According to the American Psychological Association, you are addicted to something if you have just 3 of the following 7 symptoms.

 

  1. Tolerance – You need more food to get the same pleasurable effect.  Why do you think you super size every meal or order the 20 piece nuggets when 10 pieces are plenty?
  2. Withdrawal – This can be physical symptoms like tremors or psychological ones like depression or anxiety if you don’t get the food you crave.  I remember when I tried to quit drinking sodas, I was totally obsessed with drinking a Coke until I finally just gave in and had one.  Have you ever tried to stop eating something like sugar or fast food only to be obsessed with it?

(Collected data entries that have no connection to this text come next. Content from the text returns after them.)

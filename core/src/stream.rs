//! Incremental decoding of event-stream response bodies.
//!
//! # Design
//! Chunks arrive at arbitrary byte boundaries. `Utf8Decoder` carries an
//! incomplete multi-byte sequence over to the next read, and `SegmentDecoder`
//! carries the text after the last `"\n\n"` over as well, so neither a
//! character nor the delimiter may be split across reads. Invalid bytes decode
//! to U+FFFD instead of failing the stream.

use bytes::Bytes;
use futures::{Stream, StreamExt};

use crate::error::ApiError;

/// Separator between streamed messages.
pub const SEGMENT_DELIMITER: &str = "\n\n";

/// Stateful lossy UTF-8 decoder.
#[derive(Debug, Default)]
pub struct Utf8Decoder {
    pending: Vec<u8>,
}

impl Utf8Decoder {
    /// Decode as much of `pending + chunk` as possible. A trailing incomplete
    /// sequence is held back for the next call.
    pub fn decode(&mut self, chunk: &[u8]) -> String {
        self.pending.extend_from_slice(chunk);
        let mut out = String::with_capacity(self.pending.len());
        let mut start = 0;
        loop {
            match std::str::from_utf8(&self.pending[start..]) {
                Ok(valid) => {
                    out.push_str(valid);
                    start = self.pending.len();
                    break;
                }
                Err(err) => {
                    let end = start + err.valid_up_to();
                    out.push_str(&String::from_utf8_lossy(&self.pending[start..end]));
                    match err.error_len() {
                        Some(len) => {
                            out.push(char::REPLACEMENT_CHARACTER);
                            start = end + len;
                        }
                        None => {
                            start = end;
                            break;
                        }
                    }
                }
            }
        }
        self.pending.drain(..start);
        out
    }

    /// Flush at end of input. A dangling partial sequence becomes U+FFFD.
    pub fn finish(&mut self) -> String {
        if self.pending.is_empty() {
            return String::new();
        }
        self.pending.clear();
        char::REPLACEMENT_CHARACTER.to_string()
    }
}

/// Splits decoded text into delimiter-terminated segments.
#[derive(Debug, Default)]
pub struct SegmentDecoder {
    utf8: Utf8Decoder,
    buffer: String,
}

impl SegmentDecoder {
    /// Feed one read. Returns every segment completed by it, in order,
    /// including empty ones between back-to-back delimiters.
    pub fn push(&mut self, chunk: &[u8]) -> Vec<String> {
        let text = self.utf8.decode(chunk);
        self.buffer.push_str(&text);
        let mut segments = Vec::new();
        while let Some(pos) = self.buffer.find(SEGMENT_DELIMITER) {
            segments.push(self.buffer[..pos].to_string());
            self.buffer.drain(..pos + SEGMENT_DELIMITER.len());
        }
        segments
    }

    /// End of stream. Returns the unterminated tail, if any.
    pub fn finish(mut self) -> Option<String> {
        let tail = self.utf8.finish();
        self.buffer.push_str(&tail);
        (!self.buffer.is_empty()).then_some(self.buffer)
    }
}

/// Read `body` to the end, calling `on_segment` once per segment in arrival
/// order. Suspends at every read; there is no timeout.
pub async fn drain<S, F>(mut body: S, mut on_segment: F) -> Result<(), ApiError>
where
    S: Stream<Item = Result<Bytes, ApiError>> + Unpin,
    F: FnMut(&str),
{
    let mut decoder = SegmentDecoder::default();
    while let Some(chunk) = body.next().await {
        for segment in decoder.push(&chunk?) {
            on_segment(&segment);
        }
    }
    if let Some(tail) = decoder.finish() {
        on_segment(&tail);
    }
    Ok(())
}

  3. Binging – This includes eating until uncomfortable,  eating when not hungry, eating alone due to shame, feeling disgusted, depressed, ashamed or even panicked after overeating,  Ever sit in the dark and eat an entire pint of Ben & Jerry’s?
  4. Desire or Attempts to Quit – The dieting industry is a $160 Billion a year industry.  It’s not that the overweight aren’t trying to lose weight, they just don’t know how to do it and are fighting against their own physiology when they try to stop overeating.  Ever stopped eating something for a few weeks or even months, then go right back to what you were avoiding until all the weight came back?

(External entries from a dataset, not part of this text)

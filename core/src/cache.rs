//! Request-keyed payload cache.
//!
//! # Design
//! `CacheLayer` only derives keys; physical storage and expiry belong to the
//! `Storage` collaborator. The fingerprint covers method, url and query and
//! nothing else, so cached payloads are shared across sessions.

use std::fmt;
use std::sync::Arc;
use std::time::Duration;

use async_trait::async_trait;
use dashmap::DashMap;
use serde_json::Value;
use tokio::time::Instant;

use crate::error::ApiError;
use crate::http::RequestDescriptor;

/// Cache key derived from a request's method, url and query.
#[derive(Debug, Clone, PartialEq, Eq, Hash)]
pub struct Fingerprint(String);

impl Fingerprint {
    pub fn of(descriptor: &RequestDescriptor) -> Self {
        let query = descriptor
            .query
            .as_ref()
            .map_or_else(|| "null".to_string(), Value::to_string);
        Self(format!("{} {} {}", descriptor.method, descriptor.url, query))
    }

    pub fn as_str(&self) -> &str {
        &self.0
    }
}

impl fmt::Display for Fingerprint {
    fn fmt(&self, f: &mut fmt::Formatter<'_>) -> fmt::Result {
        f.write_str(&self.0)
    }
}

/// Backing store for cached payloads. Implementations own expiry and eviction.
#[async_trait]
pub trait Storage: Send + Sync {
    async fn get(&self, key: &Fingerprint) -> Result<Option<Value>, ApiError>;

    async fn set(&self, key: &Fingerprint, value: Value, expiry: Duration) -> Result<(), ApiError>;
}

#[derive(Debug)]
struct CacheEntry {
    payload: Value,
    expires_at: Instant,
}

/// In-process storage with per-entry expiry. Expired entries are dropped
/// lazily on the next read of their key.
#[derive(Debug, Default)]
pub struct MemoryStorage {
    entries: DashMap<Fingerprint, CacheEntry>,
}

impl MemoryStorage {
    pub fn new() -> Self {
        Self::default()
    }

    /// Number of entries held, expired or not.
    pub fn len(&self) -> usize {
        self.entries.len()
    }

    pub fn is_empty(&self) -> bool {
        self.entries.is_empty()
    }
}

#[async_trait]
impl Storage for MemoryStorage {
    async fn get(&self, key: &Fingerprint) -> Result<Option<Value>, ApiError> {
        let now = Instant::now();
        if let Some(entry) = self.entries.get(key) {
            if entry.expires_at > now {
                return Ok(Some(entry.payload.clone()));
            }
        }
        self.entries.remove_if(key, |_, entry| entry.expires_at <= now);
        Ok(None)
    }

    async fn set(&self, key: &Fingerprint, value: Value, expiry: Duration) -> Result<(), ApiError> {
        let entry = CacheEntry {
            payload: value,
            expires_at: Instant::now() + expiry,
        };
        self.entries.insert(key.clone(), entry);
        Ok(())
    }
}

/// Looks up and stores payloads by request fingerprint.
#[derive(Clone)]
pub struct CacheLayer {
    storage: Arc<dyn Storage>,
}

impl CacheLayer {
    pub fn new(storage: Arc<dyn Storage>) -> Self {
        Self { storage }
    }

    pub async fn get(&self, descriptor: &RequestDescriptor) -> Result<Option<Value>, ApiError> {
        self.storage.get(&Fingerprint::of(descriptor)).await
    }

    pub async fn set(
        &self,
        descriptor: &RequestDescriptor,
        payload: Value,
        expiry: Duration,
    ) -> Result<(), ApiError> {
        self.storage
            .set(&Fingerprint::of(descriptor), payload, expiry)
            .await
    }
}

impl fmt::Debug for CacheLayer {
    fn fmt(&self, f: &mut fmt::Formatter<'_>) -> fmt::Result {
        f.debug_struct("CacheLayer").finish_non_exhaustive()
    }
}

  5. Craving or seeking – Ever left the house in the middle of the night because you just had to have a dessert?  Can’t start your day without a sugary drink from Starbucks?  This the addict seeking their drug
  6. Interference with Life – Has your addiction compromised your life?  Ever had to buy 2 airline tickets because you couldn’t fit in one seat?  Ever lost a job because you were too overweight to perform it or maybe never got hired because you were too fat?
  7. Use despite negative consequences – You know what you are eating is shortening your lifespan and causing you harm, yet you still continue to eat.

How do you handle this addiction?  How do you handle any addiction?  Cut it out of your life, go through the withdrawal symptoms and never look back.